Real Estate

‘Slums of the future’? UK office-to-homes policy sparks fears


Paciencia Obama Bindang has struggled to feel at home in her first London apartment.

Arriving in the UK capital from Spain in search of work two months ago, the Guinean national moved with her two children into the first home they could find: a £1,000-a-month flat in a converted office block in the south London borough of Croydon.

“It’s terrible. There is no ventilation and we only have one window that opens. The apartment is very small,” said Ms Obama Bindang, 31, who works as a housekeeper. “I’m not sure it’s safe.”

The building in Croydon’s central business district, where Ms Obama Bindang rents one of 54 flats, was converted under a planning exemption the government introduced in 2013.

But critics say the provision, which ministers want to expand, has undermined key aspects of a system built up over more than 100 years to prevent dwellings that are unsafe or unfit for habitation.

Ministers expanded so-called “permitted development rights” (PDRs) five years ago to enable office buildings to be converted to housing with no need for planning permission, in an attempt to push forward construction of new homes.

More than 42,000 homes have been converted from offices under the provision in the past three financial years, according to government figures, while the Royal Institution of Chartered Surveyors (Rics) estimates there were about 95,000 PDR conversions from 2010 to 2017.

In 2017-18, such conversions helped to push new home construction up to 222,190, a 10-year high, government figures show.

Croydon leads the way

About a third of office-to-residential conversions have been in London — with more in Croydon than any other borough, government data show. Another third are in metropolitan areas, including Manchester, Bradford and Leeds, while the rest are in rural counties.

Paul Scott, Croydon’s council cabinet member responsible for planning and regeneration, said: “It’s totally unreasonable, and unprecedented in all other aspects of planning, to be able to build whatever you want. We are seeing units with no windows — we are building the slums of the future in Croydon now.

“We are seeing hundreds of substandard units in what were already fairly poor quality office buildings. To pretend that this is somehow responding positively to the housing crisis is a farce.”

Croydon, known for its ageing office stock, has seen thousands of new homes created under permitted development rights. From 2015, the council used its powers to override the PDR provision so that office-to-residential conversions once again needed permission. But plans already rushed through will ultimately result in 2,708 new homes.

5 Sydennam Road in Croydon was found in 2017 to have serious fire safety breaches © Tolga Akmen/FT

Not all are of poor quality.

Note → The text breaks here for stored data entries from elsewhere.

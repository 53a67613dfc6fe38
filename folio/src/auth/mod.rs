use crate::error::{FolioError, Result};
use crate::storage::{LocalStorage, AUTH_KEY, SESSION_TOKEN_KEY};

/// Header carrying the shared secret for the content proxy.
pub const CONSOLE_TOKEN_HEADER: &str = "x-aisa-console-token";
/// Header carrying the shared secret for the builder proxies.
pub const ADMIN_TOKEN_HEADER: &str = "x-aisa-admin-token";

#[derive(Debug, Clone, Copy, PartialEq, Eq)]
pub enum AuthMode {
    /// Any non-empty credentials unlock the console. Nothing is checked.
    Cosmetic,
    /// The secret is kept as the session token and sent to the proxies,
    /// which are the ones that actually check it.
    Token,
}

/// Local "authed" flag plus the session token. Not an authentication
/// system: it only gates the console UI.
pub struct AuthGate<'a> {
    storage: &'a LocalStorage,
}

impl<'a> AuthGate<'a> {
    pub fn new(storage: &'a LocalStorage) -> Self {
        AuthGate { storage }
    }

    pub fn is_authed(&self) -> bool {
        matches!(self.storage.get_item(AUTH_KEY), Ok(Some(v)) if v == "1")
    }

    pub fn login(&self, user: &str, secret: &str, mode: AuthMode) -> Result<()> {
        if user.trim().is_empty() || secret.is_empty() {
            return Err(FolioError::Auth("User and password are required".into()));
        }
        if mode == AuthMode::Token {
            self.set_token(secret)?;
        }
        self.storage.set_item(AUTH_KEY, "1")?;
        log::info!("Console unlocked for '{}'", user.trim());
        Ok(())
    }

    /// Clear the flag and the session token.
    pub fn logout(&self) -> Result<()> {
        self.storage.remove_item(AUTH_KEY)?;
        self.storage.remove_item(SESSION_TOKEN_KEY)
    }

    pub fn token(&self) -> Result<Option<String>> {
        self.storage.get_item(SESSION_TOKEN_KEY)
    }

    pub fn set_token(&self, token: &str) -> Result<()> {
        self.storage.set_item(SESSION_TOKEN_KEY, token.trim())
    }
}
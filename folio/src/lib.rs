pub mod model;
pub mod registry;
pub mod store;
pub mod validation;
pub mod canvas;
pub mod panel;
pub mod picker;
pub mod storage;
pub mod persistence;
pub mod deploy;
pub mod auth;
pub mod console;
pub mod error;
mod util;

pub use error::{FolioError, Result};
pub use model::{Block, ContentDocument, Page, SiteState};
pub use registry::BlockRegistry;
pub use store::ContentStore;
pub use console::Console;
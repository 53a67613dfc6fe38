use crate::error::{FolioError, Result};
use crate::model::{Block, SiteState};
use crate::registry::BlockRegistry;
use std::collections::HashMap;

/// Result of validating a block or a whole site
#[derive(Debug, Clone, Default)]
pub struct ValidationResult {
    pub errors: Vec<String>,
    pub warnings: Vec<String>,
}

impl ValidationResult {
    pub fn is_ok(&self) -> bool {
        self.errors.is_empty()
    }

    pub fn has_warnings(&self) -> bool {
        !self.warnings.is_empty()
    }
}

/// Validate a block against the registry.
/// Only a missing `id` or `type` is an error; everything else is a soft warning.
pub fn validate_block(registry: &BlockRegistry, block: &Block) -> ValidationResult {
    let mut result = ValidationResult::default();

    if block.id.trim().is_empty() {
        result.errors.push("Block is missing an 'id'".into());
    }
    if block.block_type.trim().is_empty() {
        result.errors.push("Block is missing a 'type'".into());
        return result;
    }

    match registry.get(&block.block_type) {
        None => result.warnings.push(format!(
            "Block '{}' has unknown type '{}' (rendered with the generic template)",
            block.id, block.block_type
        )),
        Some(_) if block.props.is_empty() => result.warnings.push(format!(
            "Block '{}' has no props",
            block.id
        )),
        Some(def) => {
            for key in block.props.keys() {
                if def.field(key).is_none() {
                    result.warnings.push(format!(
                        "Block '{}' has prop '{key}' not declared by type '{}'",
                        block.id, block.block_type
                    ));
                }
            }
        }
    }

    result
}

/// Warn about `imageId`/`docId` values that no longer resolve.
pub fn check_references(state: &SiteState, block: &Block, result: &mut ValidationResult) {
    if let Some(id) = &block.image_id {
        if state.media(id).is_none() {
            result
                .warnings
                .push(format!("Block '{}' references missing media '{id}'", block.id));
        }
    }
    if let Some(id) = &block.doc_id {
        if state.doc(id).is_none() {
            result
                .warnings
                .push(format!("Block '{}' references missing document '{id}'", block.id));
        }
    }
}

/// Validate the whole site: unique slugs, blocks owned by exactly one page,
/// per-block schema checks and reference resolution.
pub fn validate_site(registry: &BlockRegistry, state: &SiteState) -> ValidationResult {
    let mut result = ValidationResult::default();

    let mut slugs: HashMap<&str, &str> = HashMap::new();
    let mut owners: HashMap<&str, &str> = HashMap::new();

    for page in &state.pages {
        if let Some(other) = slugs.insert(page.slug.as_str(), page.id.as_str()) {
            result.errors.push(format!(
                "Slug '{}' is used by both '{other}' and '{}'",
                page.slug, page.id
            ));
        }

        for block in &page.layout {
            if let Some(other) = owners.insert(block.id.as_str(), page.id.as_str()) {
                result.errors.push(format!(
                    "Block '{}' appears in both '{other}' and '{}'",
                    block.id, page.id
                ));
            }

            let block_result = validate_block(registry, block);
            result.errors.extend(block_result.errors);
            result.warnings.extend(block_result.warnings);
            check_references(state, block, &mut result);
        }
    }

    result
}

/// Soft gate used before committing a draft: errors reject, warnings are returned.
pub fn validate_and_prepare(registry: &BlockRegistry, block: &Block) -> Result<Vec<String>> {
    let result = validate_block(registry, block);

    if !result.is_ok() {
        return Err(FolioError::Validation(format!(
            "Block validation failed:\n  - {}",
            result.errors.join("\n  - ")
        )));
    }

    for warning in &result.warnings {
        log::warn!("{warning}");
    }
    Ok(result.warnings)
}
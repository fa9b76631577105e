use ratatui::{
    buffer::Buffer,
    layout::{Constraint, Layout, Rect},
    style::Style,
    text::{Line, Span},
    widgets::{Paragraph, Widget, Wrap},
};

use crate::config::KeybindingConfig;
use crate::ui::action::Action;
use crate::ui::components::{
    DialogFrame, InstructionBar, ACCENT_WARNING, TEXT_BRIGHT, TEXT_MUTED,
};

/// Modal showing the hint for the focused riddle
pub struct HintDialog<'a> {
    riddle_title: &'a str,
    hint: &'a str,
    penalty: &'a str,
    keybindings: &'a KeybindingConfig,
}

impl<'a> HintDialog<'a> {
    pub fn new(
        riddle_title: &'a str,
        hint: &'a str,
        penalty: &'a str,
        keybindings: &'a KeybindingConfig,
    ) -> Self {
        Self {
            riddle_title,
            hint,
            penalty,
            keybindings,
        }
    }

    pub fn render(&self, area: Rect, buf: &mut Buffer) {
        let inner = DialogFrame::new("Hint", 56, 9)
            .border_color(ACCENT_WARNING)
            .render(area, buf);
        let [body, cost, _, bar] = Layout::vertical([
            Constraint::Fill(1),
            Constraint::Length(1),
            Constraint::Length(1),
            Constraint::Length(1),
        ])
        .areas(inner);

        Paragraph::new(vec![
            Line::from(Span::styled(
                self.riddle_title.to_string(),
                Style::default().fg(TEXT_MUTED),
            )),
            Line::from(Span::styled(
                self.hint.to_string(),
                Style::default().fg(TEXT_BRIGHT),
            )),
        ])
        .wrap(Wrap { trim: true })
        .render(body, buf);

        Paragraph::new(Line::from(Span::styled(
            format!("Penalty now +{}", self.penalty),
            Style::default().fg(ACCENT_WARNING),
        )))
        .render(cost, buf);

        InstructionBar::new(
            self.keybindings,
            &[(Action::Confirm, "close"), (Action::Cancel, "close")],
        )
        .render(bar, buf);
    }
}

One development, Green Dragon House, has won multiple awards. But at 5 Sydenham Road, the building where Ms Obama Bindang lives, the London Fire Brigade in late 2017 found serious fire safety breaches including a locked fire escape, poor ventilation and defective fire doors. It later said those problems had been resolved.

Only 14 of the 54 apartments in the block meet space standards normally enforced through the planning system, according to a Rics report on permitted development rights. There is no communal space, the report said, and the quality of the interior finish is “extremely poor”, including dangling wires.

Many of the windows do not open, in keeping with an office building designed to be used with air conditioning — but air conditioning was not available to residents, Ms Obama Bindang said.

AA Homes and Housing, which converted and still owns the building, did not respond to requests for comment. Anwar Ansari, its managing director, has previously told Inside Housing: “PDR has been a fantastic opportunity. It’s become a starter home for people — a replacement for affordable housing . . . If we had to go through planning, we wouldn’t be able to get funding to do the developments.”

Under a consultation ending in January, ministers propose another extension to enable commercial buildings to be knocked down and replaced with housing without planning permission. They also suggest takeaway restaurants could be turned into homes through PDRs.

Kit Malthouse, the UK’s housing minister, said: “We’re committed to speeding up the planning system to help deliver the homes the country needs. By introducing additional permitted development rules we’re providing flexibility, reducing bureaucracy and making the most effective use of existing buildings.”

Is it the ‘worst housing policy mistake’ since the war?

Hugh Ellis, interim chief executive of the Town and Country Planning Association, a group that campaigns for planning reform, said ministers should reverse course.

Expanding permitted development was “probably the worst housing policy mistake in the postwar era”, he argued. “Left to their own devices, real estate investors will see opportunities to deliver cheap, profitable developments to low standards.

“We need to bring back minimum standards in design for housing, like rooms with windows, children having some play space, and basic standards of energy efficiency. I would not have thought we would need to campaign for that in the 21st century.”

Another office-to-residential conversion in Croydon © Tolga Akmen/FT

Alison Butler, Croydon’s council cabinet member for homes, said that another “crazy” plan submitted in Croydon under permitted development would result in two apartments each totalling about nine square metres — each a third of the size of a typical Travelodge hotel room.

Ms Obama Bindang said she hoped soon to move her family elsewhere. Meanwhile another resident of a Croydon PDR conversion suggested to Rics a more radical solution to preventing such developments.

“The politicians who allowed this need to come and live here,” the person said. “It’s a total nightmare.”